Assignment ::
Pull every "saving" line out of the data below.
>>
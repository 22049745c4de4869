use contracts::domain::a001_factory::FactoryDto;
use contracts::shared::validation::FieldError;
use leptos::prelude::*;
use leptos::task::spawn_local;

use crate::domain::a001_factory::api;
use crate::shared::toast::{notify_error, notify_success};

#[derive(Clone, Copy)]
pub struct FactoryDetailsViewModel {
    pub form: RwSignal<FactoryDto>,
    pub error: RwSignal<Option<String>>,
    pub errors: RwSignal<Vec<FieldError>>,
    pub saving: RwSignal<bool>,
}

impl FactoryDetailsViewModel {
    pub fn new() -> Self {
        Self {
            form: RwSignal::new(FactoryDto::default()),
            error: RwSignal::new(None),
            errors: RwSignal::new(Vec::new()),
            saving: RwSignal::new(false),
        }
    }

    pub fn is_edit_mode(&self) -> bool {
        self.form.with(|f| f.id.is_some())
    }

    pub fn load_if_needed(&self, id: Option<String>) {
        let Some(id) = id else { return };
        let form = self.form;
        let error = self.error;
        spawn_local(async move {
            match api::fetch_by_id(&id).await {
                Ok(factory) => form.set(FactoryDto::from(&factory)),
                Err(e) => error.set(Some(format!("Ошибка загрузки: {}", e))),
            }
        });
    }

    pub fn save_command(&self, on_saved: Callback<()>) {
        let current = self.form.get_untracked();
        let field_errors = current.validate_fields();
        if !field_errors.is_empty() {
            self.errors.set(field_errors);
            return;
        }
        self.errors.set(Vec::new());

        let saving = self.saving;
        let error = self.error;
        saving.set(true);
        spawn_local(async move {
            match api::save(&current).await {
                Ok(_) => {
                    notify_success(format!("Завод «{}» сохранён", current.description.trim()));
                    on_saved.run(());
                }
                Err(e) => {
                    error.set(Some(e.clone()));
                    notify_error(e);
                }
            }
            saving.set(false);
        });
    }
}

impl Default for FactoryDetailsViewModel {
    fn default() -> Self {
        Self::new()
    }
}
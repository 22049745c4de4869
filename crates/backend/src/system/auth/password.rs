use anyhow::{anyhow, Result};
use argon2::password_hash::{rand_core::OsRng, PasswordHash, PasswordHasher, PasswordVerifier, SaltString};
use argon2::Argon2;

use crate::shared::error::ServiceError;

/// Hash password with Argon2id and a random salt
pub fn hash_password(password: &str) -> Result<String> {
    let salt = SaltString::generate(&mut OsRng);
    let hash = Argon2::default()
        .hash_password(password.as_bytes(), &salt)
        .map_err(|e| anyhow!("Failed to hash password: {}", e))?;
    Ok(hash.to_string())
}

/// Verify password against stored PHC hash string
pub fn verify_password(password: &str, hash: &str) -> Result<bool> {
    let parsed = PasswordHash::new(hash).map_err(|e| anyhow!("Invalid password hash: {}", e))?;
    Ok(Argon2::default()
        .verify_password(password.as_bytes(), &parsed)
        .is_ok())
}

/// Проверка требований к паролю (ошибка валидации для клиента)
pub fn validate_password_strength(password: &str) -> Result<()> {
    contracts::system::users::validate_password(password).map_err(ServiceError::validation)
}

#[cfg(test)]
mod tests {
    use super::*;

    #[test]
    fn test_hash_and_verify() {
        let hash = hash_password("secret-pass").unwrap();
        assert!(hash.starts_with("$argon2"));
        assert!(verify_password("secret-pass", &hash).unwrap());
        assert!(!verify_password("wrong-pass", &hash).unwrap());
    }

    #[test]
    fn test_same_password_different_salt() {
        let a = hash_password("admin").unwrap();
        let b = hash_password("admin").unwrap();
        assert_ne!(a, b);
    }

    #[test]
    fn test_invalid_hash_is_error() {
        assert!(verify_password("admin", "not-a-hash").is_err());
    }

    #[test]
    fn test_password_strength() {
        assert!(validate_password_strength("admin").is_ok());
        assert!(validate_password_strength("abc").is_err());
    }
}
//! Справочники для выпадающих списков и подстановки наименований в таблицах

use contracts::domain::a003_checklist_template::TemplateStatus;
use contracts::domain::common::AggregateId;
use leptos::prelude::*;
use leptos::task::spawn_local;

use crate::domain::{a001_factory, a002_equipment, a003_checklist_template};
use crate::system::users;

/// Пары `(id, подпись)`, отсортированные по подписи
#[derive(Debug, Clone, Default, PartialEq)]
pub struct Lookup {
    entries: Vec<(String, String)>,
}

impl Lookup {
    pub fn new(entries: impl IntoIterator<Item = (String, String)>) -> Self {
        let mut entries: Vec<_> = entries.into_iter().collect();
        entries.sort_by(|a, b| a.1.to_lowercase().cmp(&b.1.to_lowercase()));
        Self { entries }
    }

    /// Подпись по id; неизвестный id показывается как есть
    pub fn name(&self, id: &str) -> String {
        if id.is_empty() {
            return "—".to_string();
        }
        self.entries
            .iter()
            .find(|(k, _)| k == id)
            .map(|(_, v)| v.clone())
            .unwrap_or_else(|| id.to_string())
    }

    pub fn name_opt(&self, id: Option<&str>) -> String {
        self.name(id.unwrap_or_default())
    }

    pub fn options(&self) -> Vec<(String, String)> {
        self.entries.clone()
    }

    pub fn is_empty(&self) -> bool {
        self.entries.is_empty()
    }
}

fn load<F>(what: &'static str, fut: F) -> RwSignal<Lookup>
where
    F: std::future::Future<Output = Result<Lookup, String>> + 'static,
{
    let target = RwSignal::new(Lookup::default());
    spawn_local(async move {
        match fut.await {
            Ok(lookup) => target.set(lookup),
            Err(e) => log::warn!("lookup {}: {}", what, e),
        }
    });
    target
}

pub fn factory_lookup() -> RwSignal<Lookup> {
    load("factories", async {
        let items = a001_factory::api::fetch_all().await?;
        Ok(Lookup::new(
            items.iter().map(|f| (f.base.id.as_string(), f.base.description.clone())),
        ))
    })
}

/// Оборудование в виде «код · наименование»
pub fn equipment_lookup() -> RwSignal<Lookup> {
    load("equipment", async {
        let items = a002_equipment::api::fetch_all(None).await?;
        Ok(Lookup::new(items.iter().map(|e| {
            (
                e.base.id.as_string(),
                format!("{} · {}", e.base.code, e.base.description),
            )
        })))
    })
}

/// Шаблоны чек-листов; `active_only` оставляет только действующие
pub fn template_lookup(active_only: bool) -> RwSignal<Lookup> {
    load("checklist templates", async move {
        let items = a003_checklist_template::api::fetch_all().await?;
        Ok(Lookup::new(
            items
                .iter()
                .filter(|t| !active_only || t.status == TemplateStatus::Active)
                .map(|t| (t.base.id.as_string(), t.display_name())),
        ))
    })
}

pub fn assignee_lookup() -> RwSignal<Lookup> {
    load("assignees", async {
        let items = users::api::fetch_assignees().await?;
        Ok(Lookup::new(
            items.iter().map(|u| (u.id.clone(), u.display_name().to_string())),
        ))
    })
}

#[cfg(test)]
mod tests {
    use super::*;

    fn lookup() -> Lookup {
        Lookup::new(vec![
            ("2".to_string(), "Насос".to_string()),
            ("1".to_string(), "компрессор".to_string()),
        ])
    }

    #[test]
    fn test_options_sorted_by_label() {
        let labels: Vec<_> = lookup().options().into_iter().map(|(_, l)| l).collect();
        assert_eq!(labels, vec!["компрессор", "Насос"]);
    }

    #[test]
    fn test_name_fallbacks() {
        let l = lookup();
        assert_eq!(l.name("2"), "Насос");
        assert_eq!(l.name("99"), "99");
        assert_eq!(l.name(""), "—");
        assert_eq!(l.name_opt(None), "—");
    }
}
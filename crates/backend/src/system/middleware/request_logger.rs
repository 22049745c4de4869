use axum::body::{to_bytes, Body};
use axum::http::{Method, Request, StatusCode};
use axum::middleware::Next;
use axum::response::Response;
use chrono::Local;

use crate::shared::format::format_number;

/// Строка журнала запроса: `время | длительность | размер | статус метод путь`.
///
/// Время подсвечивается голубым для 2xx и коричневым для остальных ответов.
pub fn format_line(
    time: &str,
    millis: u128,
    size: Option<usize>,
    status: StatusCode,
    method: &Method,
    path: &str,
) -> String {
    let color = if status.is_success() { "36" } else { "33" };
    let size = size.map(format_number).unwrap_or_else(|| "error".to_string());
    format!(
        "\x1b[{}m{}\x1b[0m | {:>5}ms | {:>12} | {} {:>6} {}",
        color,
        time,
        millis,
        size,
        status.as_u16(),
        method.as_str(),
        path
    )
}

/// Middleware для логирования HTTP запросов в консоль
pub async fn request_logger(req: Request<Body>, next: Next) -> Response {
    let start = std::time::Instant::now();
    let method = req.method().clone();
    let path = req.uri().path().to_string();

    let response = next.run(req).await;
    let (parts, body) = response.into_parts();

    // Тело читается целиком, чтобы узнать реальный размер
    let bytes = to_bytes(body, usize::MAX).await.ok();
    let time = Local::now().format("%H:%M:%S").to_string();

    println!(
        "{}",
        format_line(
            &time,
            start.elapsed().as_millis(),
            bytes.as_ref().map(|b| b.len()),
            parts.status,
            &method,
            &path,
        )
    );
    if parts.status.is_server_error() {
        tracing::warn!("{} {} -> {}", method, path, parts.status);
    }

    match bytes {
        Some(b) => Response::from_parts(parts, Body::from(b)),
        None => Response::from_parts(parts, Body::default()),
    }
}

#[cfg(test)]
mod tests {
    use super::*;

    #[test]
    fn test_format_line() {
        let line = format_line(
            "10:15:00",
            12,
            Some(15340),
            StatusCode::OK,
            &Method::GET,
            "/api/work_order",
        );
        assert!(line.starts_with("\x1b[36m10:15:00"));
        assert!(line.contains("15.340"));
        assert!(line.ends_with("200    GET /api/work_order"));
    }

    #[test]
    fn test_format_line_error_body() {
        let line = format_line(
            "10:15:00",
            3,
            None,
            StatusCode::CONFLICT,
            &Method::POST,
            "/api/pm_plan/1/status",
        );
        assert!(line.starts_with("\x1b[33m"));
        assert!(line.contains("error"));
        assert!(line.ends_with("409   POST /api/pm_plan/1/status"));
    }
}
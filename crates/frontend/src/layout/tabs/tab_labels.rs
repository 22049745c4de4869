//! Tab labels - единственный источник правды для заголовков табов.
//!
//! Для агрегатов заголовки берутся из `AggregateRoot::list_name/element_name`,
//! для юзкейсов из `UseCaseMetadata::display_name`, остальное хардкод.

use contracts::domain::a001_factory::Factory;
use contracts::domain::a002_equipment::Equipment;
use contracts::domain::a003_checklist_template::ChecklistTemplate;
use contracts::domain::a004_pm_plan::PmPlan;
use contracts::domain::a005_work_order::WorkOrder;
use contracts::domain::a006_corrective_maintenance::CorrectiveMaintenance;
use contracts::domain::common::AggregateRoot;
use contracts::usecases::common::UseCaseMetadata;
use contracts::usecases::u100_pm_plan_wizard::PmPlanWizard;

const DETAIL_MARKER: &str = "_detail_";
const NEW_ID: &str = "new";

/// Возвращает читаемый заголовок таба для данного ключа.
///
/// Fallback: пустая строка.
pub fn tab_label_for_key(key: &str) -> &'static str {
    match key {
        // ── Дашборды ──────────────────────────────────────────────────────
        "d100_overview" => "Обзор",

        // ── Агрегаты ──────────────────────────────────────────────────────
        "a001_factory" => Factory::list_name(),
        "a002_equipment" => Equipment::list_name(),
        "a003_checklist_template" => ChecklistTemplate::list_name(),
        "a004_pm_plan" => PmPlan::list_name(),
        "a005_work_order" => WorkOrder::list_name(),
        "a006_corrective_maintenance" => CorrectiveMaintenance::list_name(),

        // ── Юзкейсы ───────────────────────────────────────────────────────
        "u100_pm_plan_wizard" => PmPlanWizard::display_name(),

        // ── Система ───────────────────────────────────────────────────────
        "sys_users" => "Пользователи",
        "sys_logs" => "Журнал событий",
        "sys_scheduler" => "Планировщик",

        _ => "",
    }
}

/// Возвращает element_name для агрегата по ключу (для detail-табов).
pub fn entity_element_name(aggregate_key: &str) -> &'static str {
    match aggregate_key {
        "a001_factory" => Factory::element_name(),
        "a002_equipment" => Equipment::element_name(),
        "a003_checklist_template" => ChecklistTemplate::element_name(),
        "a004_pm_plan" => PmPlan::element_name(),
        "a005_work_order" => WorkOrder::element_name(),
        "a006_corrective_maintenance" => CorrectiveMaintenance::element_name(),
        _ => "",
    }
}

/// Возвращает первый непустой идентификатор: код → наименование → id
pub fn pick_identifier<'a>(code: Option<&'a str>, description: Option<&'a str>, id: &'a str) -> &'a str {
    [code, description]
        .into_iter()
        .flatten()
        .find(|s| !s.trim().is_empty())
        .unwrap_or(id)
}

/// Формирует заголовок detail-таба: «<entity> · <identifier>».
///
/// Пример: `detail_tab_label("Завод", "FAC-0001")` → `"Завод · FAC-0001"`
pub fn detail_tab_label(entity_label: &'static str, identifier: &str) -> String {
    format!("{} · {}", entity_label, identifier)
}

/// Ключ detail-таба: `a001_factory_detail_<id>` или `a001_factory_detail_new`
pub fn detail_key(aggregate_key: &str, id: Option<&str>) -> String {
    format!("{}{}{}", aggregate_key, DETAIL_MARKER, id.unwrap_or(NEW_ID))
}

/// Разбор ключа detail-таба на (агрегат, id). `None` у id означает новый элемент.
pub fn parse_detail_key(key: &str) -> Option<(&str, Option<&str>)> {
    let (aggregate, id) = key.split_once(DETAIL_MARKER)?;
    if aggregate.is_empty() || id.is_empty() || entity_element_name(aggregate).is_empty() {
        return None;
    }
    Some((aggregate, (id != NEW_ID).then_some(id)))
}

/// Заголовок для любого ключа, включая detail-табы, открытые по ссылке
pub fn title_for_key(key: &str) -> String {
    let label = tab_label_for_key(key);
    if !label.is_empty() {
        return label.to_string();
    }
    match parse_detail_key(key) {
        Some((aggregate, Some(id))) => {
            let short: String = id.chars().take(8).collect();
            detail_tab_label(entity_element_name(aggregate), &short)
        }
        Some((aggregate, None)) => detail_tab_label(entity_element_name(aggregate), "новый"),
        None => key.to_string(),
    }
}

#[cfg(test)]
mod tests {
    use super::*;

    #[test]
    fn test_detail_key_roundtrip() {
        let key = detail_key("a002_equipment", Some("4f1c-77"));
        assert_eq!(key, "a002_equipment_detail_4f1c-77");
        assert_eq!(parse_detail_key(&key), Some(("a002_equipment", Some("4f1c-77"))));

        let key = detail_key("a005_work_order", None);
        assert_eq!(parse_detail_key(&key), Some(("a005_work_order", None)));
    }

    #[test]
    fn test_parse_detail_key_rejects_unknown() {
        assert_eq!(parse_detail_key("a001_factory"), None);
        assert_eq!(parse_detail_key("zzz_detail_1"), None);
        assert_eq!(parse_detail_key("a001_factory_detail_"), None);
    }

    #[test]
    fn test_title_for_key() {
        assert_eq!(title_for_key("sys_logs"), "Журнал событий");
        assert_eq!(title_for_key("a001_factory"), "Заводы");
        assert_eq!(title_for_key("a001_factory_detail_new"), "Завод · новый");
        assert_eq!(
            title_for_key("a001_factory_detail_0123456789ab"),
            "Завод · 01234567"
        );
        assert_eq!(title_for_key("unknown"), "unknown");
    }

    #[test]
    fn test_pick_identifier() {
        assert_eq!(pick_identifier(Some("EQ-0001"), Some("Насос"), "id"), "EQ-0001");
        assert_eq!(pick_identifier(Some(" "), Some("Насос"), "id"), "Насос");
        assert_eq!(pick_identifier(None, None, "id"), "id");
    }
}
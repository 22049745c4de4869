use contracts::system::auth::UserInfo;
use leptos::prelude::*;
use leptos::task::spawn_local;

use super::{api, storage};

#[derive(Clone, Debug, Default)]
pub struct AuthState {
    pub access_token: Option<String>,
    pub user_info: Option<UserInfo>,
    /// Идёт восстановление сессии из localStorage
    pub restoring: bool,
}

impl AuthState {
    pub fn is_authenticated(&self) -> bool {
        self.access_token.is_some() && self.user_info.is_some()
    }

    pub fn is_admin(&self) -> bool {
        self.user_info.as_ref().map(|u| u.is_admin).unwrap_or(false)
    }

    /// Может ли пользователь менять данные (все роли, кроме наблюдателя)
    pub fn can_edit(&self) -> bool {
        self.user_info.as_ref().map(|u| u.can_edit()).unwrap_or(false)
    }

    pub fn user_id(&self) -> Option<String> {
        self.user_info.as_ref().map(|u| u.id.clone())
    }
}

/// Восстановить сессию: сначала текущий токен, затем refresh
async fn restore_session() -> Option<AuthState> {
    let access_token = storage::get_access_token()?;
    if let Ok(user_info) = api::get_current_user(&access_token).await {
        return Some(AuthState {
            access_token: Some(access_token),
            user_info: Some(user_info),
            restoring: false,
        });
    }

    let refresh_token = storage::get_refresh_token()?;
    let refreshed = api::refresh_token(refresh_token).await.ok()?;
    storage::save_access_token(&refreshed.access_token);
    let user_info = api::get_current_user(&refreshed.access_token).await.ok()?;
    Some(AuthState {
        access_token: Some(refreshed.access_token),
        user_info: Some(user_info),
        restoring: false,
    })
}

#[component]
pub fn AuthProvider(children: ChildrenFn) -> impl IntoView {
    let (auth_state, set_auth_state) = signal(AuthState {
        restoring: storage::get_access_token().is_some(),
        ..Default::default()
    });

    Effect::new(move |_| {
        if !auth_state.get_untracked().restoring {
            return;
        }
        spawn_local(async move {
            match restore_session().await {
                Some(state) => {
                    log::info!("session restored");
                    set_auth_state.set(state);
                }
                None => {
                    storage::clear_tokens();
                    set_auth_state.set(AuthState::default());
                }
            }
        });
    });

    provide_context(auth_state);
    provide_context(set_auth_state);

    children()
}

pub fn use_auth() -> (ReadSignal<AuthState>, WriteSignal<AuthState>) {
    let auth_state =
        use_context::<ReadSignal<AuthState>>().expect("AuthProvider not found in component tree");
    let set_auth_state =
        use_context::<WriteSignal<AuthState>>().expect("AuthProvider not found in component tree");
    (auth_state, set_auth_state)
}

/// Сигнал «можно редактировать» для кнопок и форм
pub fn use_can_edit() -> Signal<bool> {
    let (auth_state, _) = use_auth();
    Signal::derive(move || auth_state.with(|s| s.can_edit()))
}

pub async fn do_login(
    set_auth_state: WriteSignal<AuthState>,
    username: String,
    password: String,
) -> Result<(), String> {
    let response = api::login(username, password).await?;
    storage::save_tokens(&response.access_token, &response.refresh_token);
    log::info!("logged in as {}", response.user.username);
    set_auth_state.set(AuthState {
        access_token: Some(response.access_token),
        user_info: Some(response.user),
        restoring: false,
    });
    Ok(())
}

pub async fn do_logout(set_auth_state: WriteSignal<AuthState>) {
    if let Some(refresh_token) = storage::get_refresh_token() {
        if let Err(e) = api::logout(refresh_token).await {
            log::warn!("logout: {}", e);
        }
    }
    storage::clear_tokens();
    set_auth_state.set(AuthState::default());
}
pub mod d100_overview;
<<
Output ::
    pub saving: RwSignal<bool>,
            saving: RwSignal::new(false),
        let saving = self.saving;
        saving.set(true);
            saving.set(false);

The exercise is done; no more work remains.